Con la disculpa de haber sido asaltados algunos supermercados –los supervivientes querían comer- los siempre considerados policías yankis, se dedicaron a disparar a mansalva sobre los presuntos alborotadores, ayudando así a la naturaleza a incrementar el número de decesos. Mientras se elevaban las voces doloridas de la negritud, el presidente gringo seguía muy ocupado rascándose la barriga de vacaciones. A fuer de sinceros tampoco les habría reportado grandes beneficios a los pobres damnificados, el tener al arbusto al pie del cañón, o que siguiese –como siguió- de vacances.
Dicen que esta impresentable junta militar rechazó la ayuda internacional, cuando más necesaria se hacía.
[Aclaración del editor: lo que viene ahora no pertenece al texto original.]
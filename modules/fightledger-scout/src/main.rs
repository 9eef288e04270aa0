use std::path::PathBuf;
use std::sync::atomic::Ordering;

use anyhow::{bail, Context, Result};
use clap::{Parser, Subcommand};
use tracing::{info, warn};
use tracing_subscriber::EnvFilter;

use fightledger_common::{DataLayout, FileConfig, RunMode};
use fightledger_scout::input::load_names;
use fightledger_scout::ledger::Ledger;
use fightledger_scout::Scout;

#[derive(Parser)]
#[command(name = "fightledger", about = "Incremental ESPN MMA fighter statistics ledger")]
struct Cli {
    /// Emit logs as JSON lines
    #[arg(long, global = true)]
    log_json: bool,

    #[command(subcommand)]
    command: Command,
}

#[derive(Subcommand)]
enum Command {
    /// Fetch, extract and merge fighter statistics
    Run {
        /// incremental or full
        #[arg(long, env = "FIGHTLEDGER_MODE", default_value = "incremental")]
        mode: RunMode,

        /// CSV or plain list of fighter names
        #[arg(long, env = "FIGHTLEDGER_INPUT")]
        input: Option<PathBuf>,

        /// Fighter name, repeatable
        #[arg(long = "fighter")]
        fighters: Vec<String>,

        #[arg(long, env = "FIGHTLEDGER_DATA_DIR", default_value = ".")]
        data_dir: PathBuf,

        /// Path to config TOML file
        #[arg(long, env = "FIGHTLEDGER_CONFIG")]
        config: Option<PathBuf>,

        /// Fetch and extract without writing datasets
        #[arg(long)]
        dry_run: bool,
    },
    /// Row counts of the living datasets
    Summary {
        #[arg(long, env = "FIGHTLEDGER_DATA_DIR", default_value = ".")]
        data_dir: PathBuf,
    },
}

#[tokio::main]
async fn main() -> Result<()> {
    dotenvy::dotenv().ok();
    let cli = Cli::parse();

    let filter = EnvFilter::try_from_default_env()
        .unwrap_or_else(|_| EnvFilter::new("fightledger=info,fightledger_scout=info,espn_client=info,fightledger_archive=info"));
    if cli.log_json {
        tracing_subscriber::fmt().with_env_filter(filter).json().init();
    } else {
        tracing_subscriber::fmt().with_env_filter(filter).init();
    }

    match cli.command {
        Command::Run {
            mode,
            input,
            fighters,
            data_dir,
            config,
            dry_run,
        } => run(mode, input, fighters, data_dir, config, dry_run).await,
        Command::Summary { data_dir } => summary(data_dir),
    }
}

async fn run(
    mode: RunMode,
    input: Option<PathBuf>,
    mut names: Vec<String>,
    data_dir: PathBuf,
    config: Option<PathBuf>,
    dry_run: bool,
) -> Result<()> {
    info!("Fightledger starting...");

    let file_config = FileConfig::load(config.as_deref()).context("Failed to load config")?;
    file_config.log_summary();

    if let Some(path) = &input {
        let listed = load_names(path).context("Failed to load fighter list")?;
        info!(path = %path.display(), names = listed.len(), "Loaded fighter list");
        names.extend(listed);
    }
    if names.is_empty() {
        bail!("No fighters given. Pass --input <file> or --fighter <name>");
    }

    let layout = DataLayout::new(&data_dir);
    layout
        .ensure()
        .with_context(|| format!("Data directory unusable: {}", data_dir.display()))?;

    let scout = Scout::new(&file_config, &layout, dry_run).context("Failed to build scout")?;

    let cancel = scout.cancel_handle();
    tokio::spawn(async move {
        if tokio::signal::ctrl_c().await.is_ok() {
            warn!("Interrupt received, stopping after the current chunk");
            cancel.store(true, Ordering::SeqCst);
        }
    });

    let summary = scout.run(&names, mode).await;
    info!("{summary}");
    Ok(())
}

fn summary(data_dir: PathBuf) -> Result<()> {
    let ledger = Ledger::new(DataLayout::new(&data_dir));
    println!("Datasets in {}:", data_dir.display());
    for (kind, count) in ledger.row_counts() {
        match count {
            Ok(Some(rows)) => println!("  {:<26} {rows} rows", kind.file_name()),
            Ok(None) => println!("  {:<26} missing", kind.file_name()),
            Err(e) => println!("  {:<26} unreadable: {e}", kind.file_name()),
        }
    }
    Ok(())
}
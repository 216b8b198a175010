//! Display surface
//!
//! The [`Surface`] trait is everything the main loop needs from a window:
//! a canvas to draw into, presentation, input, clipboard and title.
//! [`HostWindow`] implements it on top of the terminal the program was
//! started in, using crossterm.

use std::io::{self, BufWriter, Write};
use std::sync::mpsc::{channel, Receiver, Sender};
use std::time::Duration;

use base64::engine::general_purpose::STANDARD;
use base64::Engine as _;
use crossterm::{
    cursor::{Hide, MoveTo, Show},
    event::{
        self, DisableBracketedPaste, DisableMouseCapture, EnableBracketedPaste, EnableMouseCapture,
        Event, KeyCode, KeyEvent, KeyEventKind, KeyModifiers, MouseButton, MouseEventKind,
    },
    execute, queue,
    style::{Attribute, Print, ResetColor, SetAttribute, SetBackgroundColor, SetForegroundColor},
    terminal::{
        self, BeginSynchronizedUpdate, Clear, ClearType, DisableLineWrap, EnableLineWrap,
        EndSynchronizedUpdate, EnterAlternateScreen, LeaveAlternateScreen, SetTitle,
    },
};
use thiserror::Error;
use tracing::{debug, info, warn};

use crate::config::Theme;
use crate::core::term::ScrollDirection;
use crate::ui::canvas::{Canvas, CanvasCell, CellAttrs};
use crate::ui::display::{CellPos, SelectionState};
use crate::ui::keymapper::Modifiers;

/// Lines moved per wheel notch
const SCROLL_LINES: usize = 3;

#[derive(Error, Debug)]
pub enum SurfaceError {
    #[error("Failed to set up host terminal: {0}")]
    Setup(#[source] io::Error),

    #[error("Surface already initialized")]
    AlreadyInitialized,
}

#[derive(Debug, Clone)]
pub struct SurfaceOptions {
    pub hwaccel: bool,
    pub vsync: bool,
    pub theme: Theme,
}

/// Input delivered from the surface to the main loop
#[derive(Debug, Clone, PartialEq)]
pub enum WindowEvent {
    /// Non-text key, or a key with Ctrl/Alt held
    Key(KeyCode, Modifiers),
    /// Typed text
    Char(char),
    /// New size in cells (cols, rows)
    Resize(u16, u16),
    Selection(SelectionState, CellPos),
    Scroll(ScrollDirection, usize),
    Paste(String),
}

pub trait Surface {
    /// Open the surface; `cols`/`rows` is the preferred size
    fn initialize(&mut self, cols: u16, rows: u16, options: &SurfaceOptions) -> Result<(), SurfaceError>;

    /// Current size in cells (cols, rows)
    fn size(&self) -> (u16, u16);

    fn canvas(&mut self) -> &mut Canvas;

    /// Present the canvas if `significant`, then queue pending input
    fn draw_and_poll(&mut self, significant: bool);

    fn clipboard_read(&mut self) -> Option<String>;

    fn clipboard_write(&mut self, text: &str);

    fn set_title(&mut self, title: &str);

    fn is_open(&self) -> bool;
}

/// The controlling terminal as a surface
pub struct HostWindow {
    events: Sender<WindowEvent>,
    canvas: Canvas,
    clipboard: Option<arboard::Clipboard>,
    vsync: bool,
    initialized: bool,
    open: bool,
}

impl HostWindow {
    pub fn new() -> (Self, Receiver<WindowEvent>) {
        let (events, rx) = channel();
        let window = Self {
            events,
            canvas: Canvas::default(),
            clipboard: None,
            vsync: true,
            initialized: false,
            open: false,
        };
        (window, rx)
    }

    fn setup(&mut self) -> io::Result<()> {
        terminal::enable_raw_mode()?;
        self.initialized = true;
        let mut stdout = io::stdout();
        execute!(
            stdout,
            EnterAlternateScreen,
            EnableMouseCapture,
            EnableBracketedPaste,
            DisableLineWrap,
            Hide,
            Clear(ClearType::All),
            MoveTo(0, 0)
        )?;
        Ok(())
    }

    fn cleanup(&mut self) -> io::Result<()> {
        if !self.initialized {
            return Ok(());
        }
        self.initialized = false;

        let mut stdout = io::stdout();
        let _ = execute!(stdout, ResetColor, SetAttribute(Attribute::Reset));
        let _ = execute!(stdout, Show, EnableLineWrap);
        let _ = execute!(stdout, DisableBracketedPaste, DisableMouseCapture);
        let _ = execute!(stdout, LeaveAlternateScreen);
        let _ = stdout.flush();

        terminal::disable_raw_mode()
    }

    /// Repaint the rows the canvas marked dirty
    fn present(&mut self) -> io::Result<()> {
        let stdout = io::stdout();
        let mut out = BufWriter::with_capacity(65536, stdout.lock());

        if self.vsync {
            queue!(out, BeginSynchronizedUpdate)?;
        }

        for row in self.canvas.take_dirty_rows() {
            queue!(out, MoveTo(0, row))?;
            let mut last: Option<&CanvasCell> = None;
            for cell in self.canvas.row(row) {
                if cell.is_continuation() {
                    continue;
                }
                let restyle = last.map_or(true, |prev| {
                    prev.fg != cell.fg || prev.bg != cell.bg || prev.attrs != cell.attrs
                });
                if restyle {
                    apply_style(&mut out, cell)?;
                }
                queue!(out, Print(cell.printable()))?;
                last = Some(cell);
            }
        }

        queue!(out, SetAttribute(Attribute::Reset), ResetColor)?;
        if self.vsync {
            queue!(out, EndSynchronizedUpdate)?;
        }
        out.flush()
    }

    fn poll(&mut self) -> io::Result<()> {
        while event::poll(Duration::ZERO)? {
            let ev = event::read()?;
            if let Event::Key(key) = &ev {
                if is_close_key(key) {
                    info!("close requested");
                    self.open = false;
                    return Ok(());
                }
            }
            if let Some(ev) = translate(ev) {
                if self.events.send(ev).is_err() {
                    debug!("window event dropped, receiver gone");
                }
            }
        }
        Ok(())
    }

    /// OSC 52 fallback when no system clipboard is reachable
    fn osc52_copy(&self, text: &str) {
        let mut stdout = io::stdout();
        let sequence = format!("\x1b]52;c;{}\x07", STANDARD.encode(text));
        if let Err(e) = stdout.write_all(sequence.as_bytes()).and_then(|_| stdout.flush()) {
            warn!("while writing OSC 52 clipboard sequence: {}", e);
        }
    }
}

impl Surface for HostWindow {
    fn initialize(&mut self, cols: u16, rows: u16, options: &SurfaceOptions) -> Result<(), SurfaceError> {
        if self.initialized {
            return Err(SurfaceError::AlreadyInitialized);
        }

        if let Err(e) = self.setup() {
            let _ = self.cleanup();
            return Err(SurfaceError::Setup(e));
        }
        self.open = true;
        self.vsync = options.vsync;

        let (cols, rows) = terminal::size().unwrap_or((cols, rows));
        self.canvas.resize(cols, rows);

        self.clipboard = match arboard::Clipboard::new() {
            Ok(clipboard) => Some(clipboard),
            Err(e) => {
                debug!("arboard clipboard init failed: {}", e);
                None
            }
        };

        info!(
            "host window {}x{} (theme {}, hwaccel {}, vsync {})",
            cols, rows, options.theme.name, options.hwaccel, options.vsync
        );
        Ok(())
    }

    fn size(&self) -> (u16, u16) {
        self.canvas.size()
    }

    fn canvas(&mut self) -> &mut Canvas {
        &mut self.canvas
    }

    fn draw_and_poll(&mut self, significant: bool) {
        if !self.open {
            return;
        }
        if significant {
            if let Err(e) = self.present() {
                warn!("while presenting frame: {}", e);
            }
        }
        if let Err(e) = self.poll() {
            warn!("while polling input: {}", e);
            self.open = false;
        }
    }

    fn clipboard_read(&mut self) -> Option<String> {
        let clipboard = self.clipboard.as_mut()?;
        match clipboard.get_text() {
            Ok(text) => Some(text),
            Err(e) => {
                warn!("while reading clipboard: {}", e);
                None
            }
        }
    }

    fn clipboard_write(&mut self, text: &str) {
        match self.clipboard.as_mut() {
            Some(clipboard) => {
                if let Err(e) = clipboard.set_text(text.to_string()) {
                    warn!("while writing clipboard: {}", e);
                    self.osc52_copy(text);
                }
            }
            None => self.osc52_copy(text),
        }
    }

    fn set_title(&mut self, title: &str) {
        let mut stdout = io::stdout();
        if let Err(e) = execute!(stdout, SetTitle(title)) {
            warn!("while setting title: {}", e);
        }
    }

    fn is_open(&self) -> bool {
        self.open
    }
}

impl Drop for HostWindow {
    fn drop(&mut self) {
        let _ = self.cleanup();
    }
}

fn apply_style<W: Write>(out: &mut W, cell: &CanvasCell) -> io::Result<()> {
    queue!(out, SetAttribute(Attribute::Reset))?;
    if cell.attrs.contains(CellAttrs::BOLD) {
        queue!(out, SetAttribute(Attribute::Bold))?;
    }
    if cell.attrs.contains(CellAttrs::ITALIC) {
        queue!(out, SetAttribute(Attribute::Italic))?;
    }
    if cell.attrs.contains(CellAttrs::UNDERLINE) {
        queue!(out, SetAttribute(Attribute::Underlined))?;
    }
    queue!(
        out,
        SetForegroundColor(cell.fg.to_crossterm()),
        SetBackgroundColor(cell.bg.to_crossterm())
    )
}

/// Ctrl+Alt+Q
fn is_close_key(key: &KeyEvent) -> bool {
    key.kind != KeyEventKind::Release
        && key.modifiers.contains(KeyModifiers::CONTROL | KeyModifiers::ALT)
        && matches!(key.code, KeyCode::Char('q' | 'Q'))
}

/// Map a host input event to a window event
pub fn translate(ev: Event) -> Option<WindowEvent> {
    match ev {
        Event::Key(key) => {
            if key.kind == KeyEventKind::Release {
                return None;
            }
            let mods = Modifiers::from(key.modifiers);
            match key.code {
                KeyCode::Char(ch) if !mods.intersects(Modifiers::CTRL | Modifiers::ALT) => {
                    Some(WindowEvent::Char(ch))
                }
                code => Some(WindowEvent::Key(code, mods)),
            }
        }
        Event::Mouse(mouse) => {
            let pos = CellPos {
                row: mouse.row,
                col: mouse.column,
            };
            match mouse.kind {
                MouseEventKind::Down(MouseButton::Left) => {
                    Some(WindowEvent::Selection(SelectionState::Start, pos))
                }
                MouseEventKind::Drag(MouseButton::Left) => {
                    Some(WindowEvent::Selection(SelectionState::Update, pos))
                }
                MouseEventKind::Up(MouseButton::Left) => {
                    Some(WindowEvent::Selection(SelectionState::End, pos))
                }
                MouseEventKind::ScrollUp => Some(WindowEvent::Scroll(ScrollDirection::Up, SCROLL_LINES)),
                MouseEventKind::ScrollDown => Some(WindowEvent::Scroll(ScrollDirection::Down, SCROLL_LINES)),
                _ => None,
            }
        }
        Event::Resize(cols, rows) => Some(WindowEvent::Resize(cols, rows)),
        Event::Paste(text) => Some(WindowEvent::Paste(text)),
        _ => None,
    }
}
Calcadito al comportamiento tenido por los usanos en su día, cuando rechazaron de plano la primer ayuda internacional, que casualmente procedía de una cercana islita pobre y perdida en el Caribe ¡Aunque digna y solidaria como ninguna! A posteriori fue digno de alabanzas el empleo de los dineros destinados a la ayuda: Un funcionario cambió de sexo, otro lo empleó en pagar un abogado para el divorciarse, un tercero compró videos pornográficos, un cuarto se fue de vacaciones al Caribe, un quinto compró joyas y entradas para el fútbol americano, un sexto aprovechó para conocer Hawai, etc. etc. Conclusión: son almas gemelas. Tanto monta, monta tanto, la dictadura de Myanmar, como la democracia de Gringolandia.